● **Excerpted data**:
----------
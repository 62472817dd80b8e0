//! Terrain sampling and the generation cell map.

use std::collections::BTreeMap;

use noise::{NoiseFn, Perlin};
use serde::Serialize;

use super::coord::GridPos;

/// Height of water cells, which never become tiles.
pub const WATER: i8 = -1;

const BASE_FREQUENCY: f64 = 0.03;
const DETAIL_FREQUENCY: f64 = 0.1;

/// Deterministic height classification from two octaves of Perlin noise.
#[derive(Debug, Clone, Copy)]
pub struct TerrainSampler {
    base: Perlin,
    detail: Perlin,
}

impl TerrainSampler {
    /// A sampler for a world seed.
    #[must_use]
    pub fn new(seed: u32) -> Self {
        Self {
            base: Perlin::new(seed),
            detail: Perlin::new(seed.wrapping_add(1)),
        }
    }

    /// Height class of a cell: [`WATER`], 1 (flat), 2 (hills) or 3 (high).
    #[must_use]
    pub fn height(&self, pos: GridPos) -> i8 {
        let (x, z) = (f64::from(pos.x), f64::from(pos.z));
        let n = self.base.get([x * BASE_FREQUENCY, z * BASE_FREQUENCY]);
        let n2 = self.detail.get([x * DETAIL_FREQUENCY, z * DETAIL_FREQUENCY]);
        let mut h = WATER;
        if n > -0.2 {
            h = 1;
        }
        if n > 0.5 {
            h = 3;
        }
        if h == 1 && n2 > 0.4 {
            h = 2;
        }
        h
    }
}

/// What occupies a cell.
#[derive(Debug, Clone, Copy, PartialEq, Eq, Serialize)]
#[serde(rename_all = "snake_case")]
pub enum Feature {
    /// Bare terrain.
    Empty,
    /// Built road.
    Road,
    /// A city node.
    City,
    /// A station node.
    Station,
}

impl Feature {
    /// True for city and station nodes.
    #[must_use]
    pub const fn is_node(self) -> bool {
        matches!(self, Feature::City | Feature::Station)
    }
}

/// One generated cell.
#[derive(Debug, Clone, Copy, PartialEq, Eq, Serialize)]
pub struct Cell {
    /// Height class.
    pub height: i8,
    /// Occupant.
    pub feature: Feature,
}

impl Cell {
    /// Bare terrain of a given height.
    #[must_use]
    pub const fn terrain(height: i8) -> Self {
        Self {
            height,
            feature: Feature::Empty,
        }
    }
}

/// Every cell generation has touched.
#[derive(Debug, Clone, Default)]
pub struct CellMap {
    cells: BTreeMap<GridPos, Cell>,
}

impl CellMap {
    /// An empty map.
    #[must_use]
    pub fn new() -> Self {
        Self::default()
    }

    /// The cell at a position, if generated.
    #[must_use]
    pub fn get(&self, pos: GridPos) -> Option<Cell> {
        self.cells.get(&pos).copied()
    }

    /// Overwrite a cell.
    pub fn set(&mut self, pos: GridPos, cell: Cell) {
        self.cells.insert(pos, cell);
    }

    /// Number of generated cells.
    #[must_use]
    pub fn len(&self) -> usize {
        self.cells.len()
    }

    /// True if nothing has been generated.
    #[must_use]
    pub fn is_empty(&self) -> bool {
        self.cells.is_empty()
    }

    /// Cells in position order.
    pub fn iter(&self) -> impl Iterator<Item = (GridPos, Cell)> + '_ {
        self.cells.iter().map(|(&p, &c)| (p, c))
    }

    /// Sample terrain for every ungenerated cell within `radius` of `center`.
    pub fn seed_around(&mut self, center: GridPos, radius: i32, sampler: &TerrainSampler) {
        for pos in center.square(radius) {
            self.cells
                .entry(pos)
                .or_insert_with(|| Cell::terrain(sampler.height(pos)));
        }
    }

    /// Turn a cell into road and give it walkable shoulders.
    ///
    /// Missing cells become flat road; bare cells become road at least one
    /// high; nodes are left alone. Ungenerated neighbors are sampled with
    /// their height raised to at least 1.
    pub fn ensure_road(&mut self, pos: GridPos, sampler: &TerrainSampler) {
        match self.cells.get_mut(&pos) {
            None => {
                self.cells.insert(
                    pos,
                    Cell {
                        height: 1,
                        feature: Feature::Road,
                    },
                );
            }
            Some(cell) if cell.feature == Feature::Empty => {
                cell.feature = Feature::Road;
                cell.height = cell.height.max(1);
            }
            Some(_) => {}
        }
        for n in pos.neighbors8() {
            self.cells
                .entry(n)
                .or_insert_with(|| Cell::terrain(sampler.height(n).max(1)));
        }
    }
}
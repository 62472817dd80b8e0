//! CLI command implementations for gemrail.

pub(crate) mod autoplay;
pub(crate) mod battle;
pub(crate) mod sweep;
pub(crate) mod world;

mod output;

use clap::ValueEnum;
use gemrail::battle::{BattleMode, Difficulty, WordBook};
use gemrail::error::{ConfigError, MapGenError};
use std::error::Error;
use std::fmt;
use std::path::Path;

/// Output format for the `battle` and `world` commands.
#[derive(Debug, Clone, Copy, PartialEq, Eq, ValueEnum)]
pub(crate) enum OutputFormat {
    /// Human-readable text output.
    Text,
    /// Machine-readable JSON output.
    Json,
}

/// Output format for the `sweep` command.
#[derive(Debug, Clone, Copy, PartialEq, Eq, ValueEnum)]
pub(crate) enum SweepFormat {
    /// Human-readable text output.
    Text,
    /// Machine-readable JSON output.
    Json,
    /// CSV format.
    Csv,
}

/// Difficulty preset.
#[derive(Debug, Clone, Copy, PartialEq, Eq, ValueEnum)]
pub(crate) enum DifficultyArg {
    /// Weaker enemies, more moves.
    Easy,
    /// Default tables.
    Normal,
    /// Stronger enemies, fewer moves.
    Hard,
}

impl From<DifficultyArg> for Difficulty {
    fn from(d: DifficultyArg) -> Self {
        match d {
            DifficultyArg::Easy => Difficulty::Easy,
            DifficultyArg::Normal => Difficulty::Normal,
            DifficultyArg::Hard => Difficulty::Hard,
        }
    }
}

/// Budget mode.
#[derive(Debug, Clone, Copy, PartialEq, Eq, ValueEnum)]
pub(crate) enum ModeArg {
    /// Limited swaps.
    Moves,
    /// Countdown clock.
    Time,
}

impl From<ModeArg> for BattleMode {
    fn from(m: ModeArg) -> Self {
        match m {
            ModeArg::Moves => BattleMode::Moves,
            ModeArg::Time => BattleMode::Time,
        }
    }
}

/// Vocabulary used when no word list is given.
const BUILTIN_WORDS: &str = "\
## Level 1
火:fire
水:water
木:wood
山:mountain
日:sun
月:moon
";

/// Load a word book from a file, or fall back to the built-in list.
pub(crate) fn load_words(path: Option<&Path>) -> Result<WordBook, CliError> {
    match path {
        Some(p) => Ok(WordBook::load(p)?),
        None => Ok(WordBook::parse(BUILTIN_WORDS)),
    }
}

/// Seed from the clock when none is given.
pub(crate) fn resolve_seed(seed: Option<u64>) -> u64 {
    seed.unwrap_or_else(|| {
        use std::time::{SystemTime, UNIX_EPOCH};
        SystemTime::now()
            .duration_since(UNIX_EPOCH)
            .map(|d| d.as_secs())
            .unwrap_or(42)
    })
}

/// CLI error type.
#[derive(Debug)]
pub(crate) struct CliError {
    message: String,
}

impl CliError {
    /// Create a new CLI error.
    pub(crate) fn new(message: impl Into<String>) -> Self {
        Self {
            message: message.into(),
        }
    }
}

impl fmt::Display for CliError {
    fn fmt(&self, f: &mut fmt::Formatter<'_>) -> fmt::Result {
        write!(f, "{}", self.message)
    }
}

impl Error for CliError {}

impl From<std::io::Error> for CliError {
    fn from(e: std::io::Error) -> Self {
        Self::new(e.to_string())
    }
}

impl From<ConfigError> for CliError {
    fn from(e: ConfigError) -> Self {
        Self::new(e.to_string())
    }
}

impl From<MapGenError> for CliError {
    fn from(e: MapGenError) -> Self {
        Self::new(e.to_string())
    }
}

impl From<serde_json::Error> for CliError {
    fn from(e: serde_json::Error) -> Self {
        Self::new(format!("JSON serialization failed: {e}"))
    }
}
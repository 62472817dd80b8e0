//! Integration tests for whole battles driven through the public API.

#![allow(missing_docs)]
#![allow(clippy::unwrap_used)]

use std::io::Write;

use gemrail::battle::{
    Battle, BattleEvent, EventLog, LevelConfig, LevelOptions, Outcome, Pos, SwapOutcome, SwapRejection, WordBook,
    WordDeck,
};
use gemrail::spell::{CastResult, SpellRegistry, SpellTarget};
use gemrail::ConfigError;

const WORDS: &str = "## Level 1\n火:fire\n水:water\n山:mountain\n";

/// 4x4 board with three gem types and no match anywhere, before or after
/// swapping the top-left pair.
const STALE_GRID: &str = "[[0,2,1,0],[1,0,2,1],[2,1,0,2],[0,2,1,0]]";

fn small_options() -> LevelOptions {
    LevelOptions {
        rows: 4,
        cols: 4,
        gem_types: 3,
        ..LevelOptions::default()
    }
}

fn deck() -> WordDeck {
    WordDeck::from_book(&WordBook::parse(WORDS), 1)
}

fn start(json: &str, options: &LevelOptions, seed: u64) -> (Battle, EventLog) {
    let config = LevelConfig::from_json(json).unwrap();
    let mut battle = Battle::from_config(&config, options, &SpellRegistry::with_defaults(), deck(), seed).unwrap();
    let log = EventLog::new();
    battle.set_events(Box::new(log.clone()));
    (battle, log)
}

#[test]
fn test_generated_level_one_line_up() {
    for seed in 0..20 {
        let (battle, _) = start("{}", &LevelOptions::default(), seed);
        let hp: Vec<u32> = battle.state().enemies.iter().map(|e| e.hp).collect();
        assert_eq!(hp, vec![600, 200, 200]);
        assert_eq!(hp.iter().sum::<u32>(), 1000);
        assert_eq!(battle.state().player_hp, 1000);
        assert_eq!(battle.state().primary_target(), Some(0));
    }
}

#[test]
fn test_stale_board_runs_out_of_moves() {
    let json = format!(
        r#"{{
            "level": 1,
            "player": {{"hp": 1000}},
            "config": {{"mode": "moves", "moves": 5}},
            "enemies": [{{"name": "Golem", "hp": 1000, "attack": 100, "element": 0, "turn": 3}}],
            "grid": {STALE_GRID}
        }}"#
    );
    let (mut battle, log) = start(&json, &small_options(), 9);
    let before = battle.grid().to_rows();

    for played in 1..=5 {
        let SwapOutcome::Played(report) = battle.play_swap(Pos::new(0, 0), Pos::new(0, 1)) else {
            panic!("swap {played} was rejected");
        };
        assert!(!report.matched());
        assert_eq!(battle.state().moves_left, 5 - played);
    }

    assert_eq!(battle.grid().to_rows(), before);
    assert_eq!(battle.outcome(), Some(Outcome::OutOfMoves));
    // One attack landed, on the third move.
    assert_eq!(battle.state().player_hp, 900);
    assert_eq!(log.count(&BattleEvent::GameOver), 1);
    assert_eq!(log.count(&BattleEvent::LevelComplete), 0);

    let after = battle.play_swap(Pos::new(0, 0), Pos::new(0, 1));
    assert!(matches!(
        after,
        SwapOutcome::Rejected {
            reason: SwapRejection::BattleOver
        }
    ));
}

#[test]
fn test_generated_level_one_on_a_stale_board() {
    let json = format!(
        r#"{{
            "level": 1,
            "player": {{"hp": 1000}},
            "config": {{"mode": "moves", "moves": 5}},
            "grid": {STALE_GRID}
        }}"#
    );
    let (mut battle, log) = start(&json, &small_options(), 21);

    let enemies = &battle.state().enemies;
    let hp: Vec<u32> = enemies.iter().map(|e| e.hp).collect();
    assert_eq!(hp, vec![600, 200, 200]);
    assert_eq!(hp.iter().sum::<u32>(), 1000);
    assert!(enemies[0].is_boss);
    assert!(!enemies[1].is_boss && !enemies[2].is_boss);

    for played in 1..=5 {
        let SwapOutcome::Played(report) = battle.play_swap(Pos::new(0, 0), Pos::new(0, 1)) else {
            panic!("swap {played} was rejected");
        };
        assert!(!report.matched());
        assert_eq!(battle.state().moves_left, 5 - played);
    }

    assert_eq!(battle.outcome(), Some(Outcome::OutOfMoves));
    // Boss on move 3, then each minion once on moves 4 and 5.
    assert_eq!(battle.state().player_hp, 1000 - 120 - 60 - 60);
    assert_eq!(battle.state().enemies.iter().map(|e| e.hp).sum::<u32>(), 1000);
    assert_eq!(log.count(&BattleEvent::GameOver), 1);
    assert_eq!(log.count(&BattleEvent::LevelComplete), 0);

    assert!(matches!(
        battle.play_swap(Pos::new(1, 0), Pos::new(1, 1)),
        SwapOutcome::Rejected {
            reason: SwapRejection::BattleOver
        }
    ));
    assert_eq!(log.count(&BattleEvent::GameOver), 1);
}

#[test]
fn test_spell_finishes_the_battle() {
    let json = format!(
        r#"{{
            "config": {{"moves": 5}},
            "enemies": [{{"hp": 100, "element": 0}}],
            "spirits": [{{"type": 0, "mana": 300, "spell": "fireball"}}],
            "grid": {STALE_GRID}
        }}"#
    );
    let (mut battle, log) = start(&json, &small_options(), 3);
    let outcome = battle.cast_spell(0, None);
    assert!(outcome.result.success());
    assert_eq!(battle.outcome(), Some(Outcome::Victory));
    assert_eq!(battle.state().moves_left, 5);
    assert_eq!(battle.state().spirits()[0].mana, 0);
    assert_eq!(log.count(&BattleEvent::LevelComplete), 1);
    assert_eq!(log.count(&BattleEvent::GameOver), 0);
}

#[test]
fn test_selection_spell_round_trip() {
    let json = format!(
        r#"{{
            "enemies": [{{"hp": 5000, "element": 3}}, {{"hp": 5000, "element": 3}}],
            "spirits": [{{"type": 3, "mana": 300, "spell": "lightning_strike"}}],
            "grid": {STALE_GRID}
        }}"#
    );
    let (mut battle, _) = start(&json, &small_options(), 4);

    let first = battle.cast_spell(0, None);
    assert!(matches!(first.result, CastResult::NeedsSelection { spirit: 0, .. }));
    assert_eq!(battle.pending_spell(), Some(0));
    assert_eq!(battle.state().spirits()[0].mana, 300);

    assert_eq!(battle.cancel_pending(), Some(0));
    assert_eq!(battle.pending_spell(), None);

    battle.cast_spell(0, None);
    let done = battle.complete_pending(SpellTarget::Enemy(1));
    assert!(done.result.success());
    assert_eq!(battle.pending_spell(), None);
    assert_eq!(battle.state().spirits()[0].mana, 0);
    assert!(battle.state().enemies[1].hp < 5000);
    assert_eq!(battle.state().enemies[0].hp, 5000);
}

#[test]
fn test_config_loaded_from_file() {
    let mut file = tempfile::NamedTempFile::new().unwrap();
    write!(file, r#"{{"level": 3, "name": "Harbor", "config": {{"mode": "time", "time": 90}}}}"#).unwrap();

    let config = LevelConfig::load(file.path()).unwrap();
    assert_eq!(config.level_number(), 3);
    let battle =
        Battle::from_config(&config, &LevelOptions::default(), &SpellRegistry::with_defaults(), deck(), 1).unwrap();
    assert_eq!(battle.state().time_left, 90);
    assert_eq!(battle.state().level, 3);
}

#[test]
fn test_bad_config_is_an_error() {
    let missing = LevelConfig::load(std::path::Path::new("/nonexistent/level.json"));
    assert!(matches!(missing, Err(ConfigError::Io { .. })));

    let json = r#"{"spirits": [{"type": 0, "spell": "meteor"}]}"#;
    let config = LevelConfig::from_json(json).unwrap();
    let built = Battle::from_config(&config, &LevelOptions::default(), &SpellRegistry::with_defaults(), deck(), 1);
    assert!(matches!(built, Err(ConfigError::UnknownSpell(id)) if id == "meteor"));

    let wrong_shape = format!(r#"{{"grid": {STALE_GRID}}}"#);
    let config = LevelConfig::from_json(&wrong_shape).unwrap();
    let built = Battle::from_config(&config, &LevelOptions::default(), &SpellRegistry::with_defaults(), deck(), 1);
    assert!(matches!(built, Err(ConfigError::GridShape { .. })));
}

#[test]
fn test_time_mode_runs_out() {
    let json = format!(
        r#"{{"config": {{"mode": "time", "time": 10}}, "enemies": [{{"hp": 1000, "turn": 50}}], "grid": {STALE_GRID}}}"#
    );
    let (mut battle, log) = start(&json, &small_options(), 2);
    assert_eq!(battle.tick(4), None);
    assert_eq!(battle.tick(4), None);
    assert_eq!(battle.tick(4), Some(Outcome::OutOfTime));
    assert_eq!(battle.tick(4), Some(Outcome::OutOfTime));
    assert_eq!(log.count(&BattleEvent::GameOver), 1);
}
----------
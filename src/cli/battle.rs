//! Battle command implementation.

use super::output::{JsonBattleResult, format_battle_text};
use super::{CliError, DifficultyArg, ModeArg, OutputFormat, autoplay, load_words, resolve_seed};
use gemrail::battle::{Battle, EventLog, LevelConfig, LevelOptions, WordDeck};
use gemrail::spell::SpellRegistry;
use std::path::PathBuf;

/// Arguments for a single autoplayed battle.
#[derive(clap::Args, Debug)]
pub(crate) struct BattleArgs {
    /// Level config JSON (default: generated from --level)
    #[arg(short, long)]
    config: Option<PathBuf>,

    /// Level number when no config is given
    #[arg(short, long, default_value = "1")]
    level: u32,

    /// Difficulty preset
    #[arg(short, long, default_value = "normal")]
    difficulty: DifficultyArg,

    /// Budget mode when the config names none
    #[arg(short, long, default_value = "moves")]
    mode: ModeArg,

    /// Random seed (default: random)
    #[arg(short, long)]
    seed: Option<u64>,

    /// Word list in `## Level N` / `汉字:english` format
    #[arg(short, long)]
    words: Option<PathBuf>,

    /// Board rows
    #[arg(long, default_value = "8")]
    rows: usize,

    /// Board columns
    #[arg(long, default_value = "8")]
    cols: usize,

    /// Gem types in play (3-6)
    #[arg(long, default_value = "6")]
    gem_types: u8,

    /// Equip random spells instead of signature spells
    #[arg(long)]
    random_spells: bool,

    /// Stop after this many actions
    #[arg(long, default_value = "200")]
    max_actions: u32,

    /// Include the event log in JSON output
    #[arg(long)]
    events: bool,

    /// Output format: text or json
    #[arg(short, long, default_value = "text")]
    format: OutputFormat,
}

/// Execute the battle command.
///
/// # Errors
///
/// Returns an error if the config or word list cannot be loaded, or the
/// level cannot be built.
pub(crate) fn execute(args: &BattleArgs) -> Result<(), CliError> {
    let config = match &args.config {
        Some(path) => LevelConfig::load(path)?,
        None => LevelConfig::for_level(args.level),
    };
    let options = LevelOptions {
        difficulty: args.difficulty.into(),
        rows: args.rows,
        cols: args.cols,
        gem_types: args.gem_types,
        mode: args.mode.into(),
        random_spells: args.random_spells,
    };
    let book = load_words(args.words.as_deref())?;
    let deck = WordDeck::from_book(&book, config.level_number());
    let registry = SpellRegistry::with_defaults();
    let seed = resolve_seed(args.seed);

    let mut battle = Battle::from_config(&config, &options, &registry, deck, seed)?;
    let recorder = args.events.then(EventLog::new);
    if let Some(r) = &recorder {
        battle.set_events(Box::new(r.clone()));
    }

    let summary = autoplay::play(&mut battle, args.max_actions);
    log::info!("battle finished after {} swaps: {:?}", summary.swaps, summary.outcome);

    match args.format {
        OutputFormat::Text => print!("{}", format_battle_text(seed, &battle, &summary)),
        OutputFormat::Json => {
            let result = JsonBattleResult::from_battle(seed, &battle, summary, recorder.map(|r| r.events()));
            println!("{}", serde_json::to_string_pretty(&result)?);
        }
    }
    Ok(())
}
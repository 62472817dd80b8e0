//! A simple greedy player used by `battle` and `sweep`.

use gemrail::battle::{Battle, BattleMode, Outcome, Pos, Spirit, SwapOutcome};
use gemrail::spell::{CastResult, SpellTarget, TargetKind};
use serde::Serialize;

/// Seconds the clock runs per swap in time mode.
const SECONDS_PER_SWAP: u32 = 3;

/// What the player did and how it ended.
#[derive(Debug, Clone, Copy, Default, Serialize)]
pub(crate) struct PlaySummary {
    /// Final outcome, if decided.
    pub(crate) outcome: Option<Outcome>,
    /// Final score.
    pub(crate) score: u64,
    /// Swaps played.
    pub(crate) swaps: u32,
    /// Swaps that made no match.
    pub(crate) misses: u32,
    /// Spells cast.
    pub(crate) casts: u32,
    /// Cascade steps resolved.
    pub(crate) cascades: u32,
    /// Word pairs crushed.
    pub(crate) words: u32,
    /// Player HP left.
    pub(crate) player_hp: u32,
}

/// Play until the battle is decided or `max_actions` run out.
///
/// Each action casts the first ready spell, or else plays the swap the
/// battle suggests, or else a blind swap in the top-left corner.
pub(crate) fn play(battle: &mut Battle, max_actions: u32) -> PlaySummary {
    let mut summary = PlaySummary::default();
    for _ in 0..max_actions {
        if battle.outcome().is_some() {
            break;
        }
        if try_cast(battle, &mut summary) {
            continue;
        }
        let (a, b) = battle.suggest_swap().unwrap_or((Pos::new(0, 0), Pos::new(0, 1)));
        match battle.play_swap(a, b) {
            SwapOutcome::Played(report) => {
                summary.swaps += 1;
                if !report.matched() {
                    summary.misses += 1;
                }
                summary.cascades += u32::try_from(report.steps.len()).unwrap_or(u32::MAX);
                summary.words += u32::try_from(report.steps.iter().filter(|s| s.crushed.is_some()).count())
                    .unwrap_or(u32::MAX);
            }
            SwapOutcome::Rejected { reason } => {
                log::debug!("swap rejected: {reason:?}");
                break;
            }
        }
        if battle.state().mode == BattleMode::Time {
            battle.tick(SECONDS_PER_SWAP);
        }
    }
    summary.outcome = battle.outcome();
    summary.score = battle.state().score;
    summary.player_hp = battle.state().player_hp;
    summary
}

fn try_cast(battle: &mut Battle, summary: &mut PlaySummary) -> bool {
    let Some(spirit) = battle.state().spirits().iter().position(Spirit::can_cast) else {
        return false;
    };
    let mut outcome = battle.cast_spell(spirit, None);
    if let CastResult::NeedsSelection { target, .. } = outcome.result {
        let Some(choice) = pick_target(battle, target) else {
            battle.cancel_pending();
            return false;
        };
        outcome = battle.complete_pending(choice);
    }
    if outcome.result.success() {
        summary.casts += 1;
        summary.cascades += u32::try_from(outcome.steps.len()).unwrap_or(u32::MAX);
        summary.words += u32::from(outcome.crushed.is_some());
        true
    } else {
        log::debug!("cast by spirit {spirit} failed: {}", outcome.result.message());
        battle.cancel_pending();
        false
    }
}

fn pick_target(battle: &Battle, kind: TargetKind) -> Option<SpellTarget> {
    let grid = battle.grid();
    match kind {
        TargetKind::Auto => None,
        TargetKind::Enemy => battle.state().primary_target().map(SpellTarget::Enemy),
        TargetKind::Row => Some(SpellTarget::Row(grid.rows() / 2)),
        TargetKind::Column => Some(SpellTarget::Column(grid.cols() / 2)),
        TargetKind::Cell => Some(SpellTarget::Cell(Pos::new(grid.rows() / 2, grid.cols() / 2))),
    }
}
----------
● **Your task**:
Filter the listing above by the word "cannot"; copy each line that passes.

● **Problem solution**:
/// Returns an error if the config or word list cannot be loaded, or the
/// level cannot be built.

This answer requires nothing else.